Your task
For every line that contains the string "from", pull that line out of the material below.

Data for the task
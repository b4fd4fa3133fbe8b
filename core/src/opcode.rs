/// # Opcodes
///
/// Instructions are 16-bit big-endian words. Which operation a word encodes is decided by:
/// - `(n, _, _, _)` the family; every word has one
/// - `(_, _, _, n)` a member of the 5XY_ and 8XY_ families
/// - `(_, _, n, n)` a member of the EX__ and FX__ families
/// - `(_, n, n, n)` a fixed operation with no operands (e.g. 00E0; clear screen)
///
/// The nibbles not used to pick the operation usually carry its operands.
/// - `(_, n, n, n)` an address
/// - `(_, _, n, n)` an immediate byte
/// - `(_, n, _, _)` the register Vx, the last of V0..Vx, or a bitplane mask
/// - `(_, _, n, _)` the register Vy
/// - `(_, _, _, n)` a sprite height or scroll distance
pub trait Opcode {
    /// The whole instruction word.
    fn word(&self) -> u16;

    /// The word's four nibbles, most significant first.
    fn nibbles(&self) -> (u8, u8, u8, u8) {
        let word = self.word();
        (
            ((word & 0xF000) >> 12) as u8,
            ((word & 0x0F00) >> 8) as u8,
            ((word & 0x00F0) >> 4) as u8,
            (word & 0x000F) as u8,
        )
    }

    /// Register index in the second nibble.
    /// `[_x__]`
    fn x(&self) -> usize {
        usize::from((self.word() & 0x0F00) >> 8)
    }

    /// Register index in the third nibble.
    /// `[__y_]`
    fn y(&self) -> usize {
        usize::from((self.word() & 0x00F0) >> 4)
    }

    /// `[___n]`
    fn n(&self) -> u8 {
        (self.word() & 0x000F) as u8
    }

    /// `[__nn]`
    fn nn(&self) -> u8 {
        (self.word() & 0x00FF) as u8
    }

    /// `[_nnn]`
    fn nnn(&self) -> u16 {
        self.word() & 0x0FFF
    }
}

impl Opcode for u16 {
    fn word(&self) -> u16 {
        *self
    }
}

#[cfg(test)]
mod tests {
    use super::*;

    #[test]
    fn test_fields() {
        let op: u16 = 0xD12F;
        assert_eq!(op.nibbles(), (0xD, 0x1, 0x2, 0xF));
        assert_eq!(op.x(), 0x1);
        assert_eq!(op.y(), 0x2);
        assert_eq!(op.n(), 0xF);
        assert_eq!(op.nn(), 0x2F);
        assert_eq!(op.nnn(), 0x12F);
    }

    #[test]
    fn test_register_fields_never_exceed_vf() {
        let op: u16 = 0xFFFF;
        assert_eq!(op.x(), 0xF);
        assert_eq!(op.y(), 0xF);
    }
}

Written response
        usize::from((self.word() & 0x0F00) >> 8)
        usize::from((self.word() & 0x00F0) >> 4)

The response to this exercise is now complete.